In conducting the study, the Assistant Secretary must consult with the Chair of the Federal Trade Commission and the Assistant Attorney General in charge of the Antitrust Division of the Department of Justice.
The Assistant Secretary may secure from the Federal Trade Commission information necessary to enable the Assistant Secretary to carry out subsection (d)(2) (mergers and acquisitions data). Upon request, the Chair of the Federal Trade Commission shall furnish that information.
Collect data on licensing requirements for doctors, nurses, and other health care practitioners, including: initial licensure, ongoing maintenance of licensure, specific training and postgraduate and continuing medical education, residency supervisory requirements, and board certification.
Collect data on mergers and acquisitions (both vertical and horizontal) involving hospitals; ambulatory or outpatient practices; ambulatory surgical centers; health insurance providers; habilitative service providers (such as physical therapy or occupational therapy providers); and telehealth.
Who is affected and how:
State governments: Each State is the subject of the study. State-level licensing rules, regulatory structures, and market outcomes will be analyzed and reported, which could inform future state policy changes or regulatory actions. States may be asked to provide data or respond to information requests, but the law places the duty on HHS to conduct the study rather than imposing a statutory mandate on states.

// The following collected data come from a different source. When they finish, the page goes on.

//! Per-column standardization (zero mean, unit population variance).
//!
//! Fitted fresh on every run; nothing here is persisted.

use ndarray::{Array1, Array2, Axis};

#[derive(Debug, Clone)]
pub struct StandardScaler {
    pub means: Array1<f64>,
    /// Divisor per column: the population standard deviation, or 1.0 for
    /// a degenerate column so it scales to all zeros.
    pub scales: Array1<f64>,
    /// Columns whose standard deviation fell below the variance floor.
    pub degenerate: Vec<usize>,
}

impl StandardScaler {
    /// Fit on `features` (one row per customer). Requires at least one row.
    pub fn fit(features: &Array2<f64>, variance_floor: f64) -> Self {
        let n = features.nrows().max(1) as f64;
        let means = features.sum_axis(Axis(0)) / n;

        let mut scales = Array1::ones(features.ncols());
        let mut degenerate = Vec::new();
        for (col, column) in features.axis_iter(Axis(1)).enumerate() {
            let mean = means[col];
            let variance = column.iter().map(|x| (x - mean).powi(2)).sum::<f64>() / n;
            let std_dev = variance.sqrt();
            if std_dev.is_finite() && std_dev >= variance_floor {
                scales[col] = std_dev;
            } else {
                degenerate.push(col);
            }
        }

        Self { means, scales, degenerate }
    }

    pub fn transform(&self, features: &Array2<f64>) -> Array2<f64> {
        let mut scaled = features.clone();
        for mut row in scaled.axis_iter_mut(Axis(0)) {
            for (col, value) in row.iter_mut().enumerate() {
                *value = if self.degenerate.contains(&col) {
                    0.0
                } else {
                    (*value - self.means[col]) / self.scales[col]
                };
            }
        }
        scaled
    }

    pub fn fit_transform(features: &Array2<f64>, variance_floor: f64) -> (Self, Array2<f64>) {
        let scaler = Self::fit(features, variance_floor);
        let scaled = scaler.transform(features);
        (scaler, scaled)
    }
}

#[cfg(test)]
mod tests {
    use super::*;
    use ndarray::array;

    #[test]
    fn columns_have_zero_mean_unit_variance() {
        let raw = array![
            [5_000.0, 0.1, 0.0, 0.6],
            [15_000.0, 0.3, 0.2, 0.7],
            [50_000.0, 0.5, 0.4, 0.9],
            [120_000.0, 0.8, 0.7, 1.0],
        ];
        let (_, scaled) = StandardScaler::fit_transform(&raw, 1e-12);
        for column in scaled.axis_iter(Axis(1)) {
            let mean = column.sum() / 4.0;
            let var = column.iter().map(|x| (x - mean).powi(2)).sum::<f64>() / 4.0;
            assert!(mean.abs() < 1e-9, "column mean {mean} not ~0");
            assert!((var - 1.0).abs() < 1e-9, "column variance {var} not ~1");
        }
    }

    #[test]
    fn constant_column_scales_to_zero_without_dividing() {
        let raw = array![
            [5_000.0, 0.1, 0.0, 0.9],
            [15_000.0, 0.3, 0.2, 0.9],
            [50_000.0, 0.5, 0.4, 0.9],
            [120_000.0, 0.8, 0.7, 0.9],
        ];
        let (scaler, scaled) = StandardScaler::fit_transform(&raw, 1e-12);
        assert_eq!(scaler.degenerate, vec![3]);
        assert!(scaled.column(3).iter().all(|&x| x == 0.0));
        assert!(scaled.iter().all(|x| x.is_finite()));
    }
}
//! Segment labeling: turns opaque cluster indices into business segments.
//!
//! Two passes:
//!   1. Ordered rules per cluster (first match wins) produce a preferred label.
//!      The rule order is a business heuristic, not a clustering property.
//!   2. Collision resolution in increasing cluster-index order. A cluster
//!      whose preferred label is taken gets the first unused canonical label.
//!
//! Running out of labels is an invariant violation, never a duplicate.

use crate::{
    config::LabelRules,
    error::{SegError, SegResult},
    types::{ClusterIndex, FEATURE_COUNT},
};
use serde::{Deserialize, Serialize};

#[derive(Debug, Clone, Copy, PartialEq, Eq, Hash, PartialOrd, Ord, Serialize, Deserialize)]
pub enum SegmentLabel {
    HighGrowth,
    TravelHeavy,
    AtRisk,
    StableMature,
}

impl SegmentLabel {
    /// Canonical order. Fallback names are handed out in this order.
    pub const ALL: [SegmentLabel; 4] = [
        Self::HighGrowth,
        Self::TravelHeavy,
        Self::AtRisk,
        Self::StableMature,
    ];

    pub fn name(&self) -> &'static str {
        match self {
            Self::HighGrowth => "High-Growth Corporates",
            Self::TravelHeavy => "Travel-Heavy Corporates",
            Self::AtRisk => "Low-Engagement / At-Risk",
            Self::StableMature => "Stable Mature Accounts",
        }
    }

    pub fn description(&self) -> &'static str {
        match self {
            Self::HighGrowth => "Fast-growing companies with high spend and expansion potential",
            Self::TravelHeavy => {
                "Companies with significant international travel and global operations"
            }
            Self::AtRisk => "Accounts showing low engagement or payment issues requiring attention",
            Self::StableMature => {
                "Established accounts with consistent, predictable spending patterns"
            }
        }
    }

    pub fn from_name(name: &str) -> Option<Self> {
        Self::ALL.into_iter().find(|l| l.name() == name)
    }
}

impl std::fmt::Display for SegmentLabel {
    fn fmt(&self, f: &mut std::fmt::Formatter<'_>) -> std::fmt::Result {
        f.write_str(self.name())
    }
}

/// Per-feature statistics in `types::FEATURE_NAMES` order.
#[derive(Debug, Clone, Copy, PartialEq, Serialize)]
pub struct FeatureStats {
    pub monthly_spend: f64,
    pub spend_volatility: f64,
    pub international_ratio: f64,
    pub payment_timeliness_score: f64,
}

impl From<[f64; FEATURE_COUNT]> for FeatureStats {
    fn from(v: [f64; FEATURE_COUNT]) -> Self {
        Self {
            monthly_spend: v[0],
            spend_volatility: v[1],
            international_ratio: v[2],
            payment_timeliness_score: v[3],
        }
    }
}

/// Raw-feature means of one cluster's members.
#[derive(Debug, Clone, PartialEq, Serialize)]
pub struct ClusterProfile {
    pub cluster: ClusterIndex,
    pub size: usize,
    pub means: FeatureStats,
}

/// Build one profile per cluster from raw (unscaled) rows and their labels.
pub fn cluster_profiles(
    rows: &[[f64; FEATURE_COUNT]],
    labels: &[ClusterIndex],
    n_clusters: usize,
) -> Vec<ClusterProfile> {
    let mut sums = vec![[0.0; FEATURE_COUNT]; n_clusters];
    let mut sizes = vec![0usize; n_clusters];
    for (row, &cluster) in rows.iter().zip(labels) {
        sizes[cluster] += 1;
        for (acc, x) in sums[cluster].iter_mut().zip(row) {
            *acc += x;
        }
    }
    (0..n_clusters)
        .map(|cluster| {
            let size = sizes[cluster];
            let mut means = sums[cluster];
            if size > 0 {
                means.iter_mut().for_each(|m| *m /= size as f64);
            }
            ClusterProfile { cluster, size, means: means.into() }
        })
        .collect()
}

/// Population median of each feature column (mean of the middle pair for even n).
pub fn population_medians(rows: &[[f64; FEATURE_COUNT]]) -> FeatureStats {
    let mut out = [0.0; FEATURE_COUNT];
    for (col, slot) in out.iter_mut().enumerate() {
        let mut column: Vec<f64> = rows.iter().map(|r| r[col]).collect();
        *slot = median(&mut column);
    }
    out.into()
}

fn median(values: &mut [f64]) -> f64 {
    if values.is_empty() {
        return 0.0;
    }
    values.sort_by(|a, b| a.total_cmp(b));
    let mid = values.len() / 2;
    if values.len() % 2 == 0 {
        (values[mid - 1] + values[mid]) / 2.0
    } else {
        values[mid]
    }
}

/// First matching rule for one cluster's means.
pub fn preferred_label(means: &FeatureStats, medians: &FeatureStats, rules: &LabelRules) -> SegmentLabel {
    if means.monthly_spend > medians.monthly_spend * rules.high_growth_spend_multiplier {
        SegmentLabel::HighGrowth
    } else if means.international_ratio
        > medians.international_ratio * rules.travel_international_multiplier
    {
        SegmentLabel::TravelHeavy
    } else if means.payment_timeliness_score
        < medians.payment_timeliness_score * rules.at_risk_timeliness_multiplier
    {
        SegmentLabel::AtRisk
    } else {
        SegmentLabel::StableMature
    }
}

fn next_unused(used: &mut Vec<SegmentLabel>, cluster: ClusterIndex) -> SegResult<SegmentLabel> {
    let label = SegmentLabel::ALL
        .into_iter()
        .find(|l| !used.contains(l))
        .ok_or_else(|| {
            SegError::InvariantViolation(format!(
                "cluster {cluster} needs a segment label but all {} are in use",
                SegmentLabel::ALL.len()
            ))
        })?;
    used.push(label);
    Ok(label)
}

/// Resolve preferred labels into distinct labels, indexed by cluster.
///
/// `None` marks an empty cluster: it takes no part in the rules and receives
/// a leftover label after every populated cluster is resolved.
pub fn resolve_labels(preferred: &[Option<SegmentLabel>]) -> SegResult<Vec<SegmentLabel>> {
    let mut used: Vec<SegmentLabel> = Vec::with_capacity(preferred.len());
    let mut resolved: Vec<Option<SegmentLabel>> = vec![None; preferred.len()];

    for (cluster, wanted) in preferred.iter().enumerate() {
        let Some(wanted) = *wanted else { continue };
        let label = if used.contains(&wanted) {
            let fallback = next_unused(&mut used, cluster)?;
            log::debug!("label: cluster {cluster} wanted '{wanted}', reassigned to '{fallback}'");
            fallback
        } else {
            used.push(wanted);
            wanted
        };
        resolved[cluster] = Some(label);
    }

    for (cluster, slot) in resolved.iter_mut().enumerate() {
        if slot.is_none() {
            *slot = Some(next_unused(&mut used, cluster)?);
        }
    }

    Ok(resolved.into_iter().flatten().collect())
}

/// Label every cluster: rules over populated clusters, then collision resolution.
pub fn label_clusters(
    profiles: &[ClusterProfile],
    medians: &FeatureStats,
    rules: &LabelRules,
) -> SegResult<Vec<SegmentLabel>> {
    let preferred: Vec<Option<SegmentLabel>> = profiles
        .iter()
        .map(|p| (p.size > 0).then(|| preferred_label(&p.means, medians, rules)))
        .collect();
    resolve_labels(&preferred)
}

Health care providers and facilities (including hospitals, physician practices, clinics): Provider counts, geographic distribution, and merger activity will be collected and published. Providers may face increased public scrutiny about consolidation and market power; data may be used by regulators or advocacy groups.
Health insurers and health plans: The study collects information about insurer participation and plan options in State markets. Findings may affect public understanding of insurer concentration and could inform regulatory or legislative responses.
Patients and consumers: Consumers benefit indirectly from improved transparency about market concentration and competition that can inform consumer protections and policy debates. The legislation does not directly change patient costs or coverage, but study results could lead to later reforms.
Federal antitrust and enforcement agencies: The FTC and DOJ Antitrust Division are required consultees; the reports and datasets provide them and other federal actors with standardized, state-level market information useful for monitoring and enforcement.
Researchers, journalists, and the public: Public, interactive datasets expand access to standardized market data, supporting independent research, media coverage, and public oversight.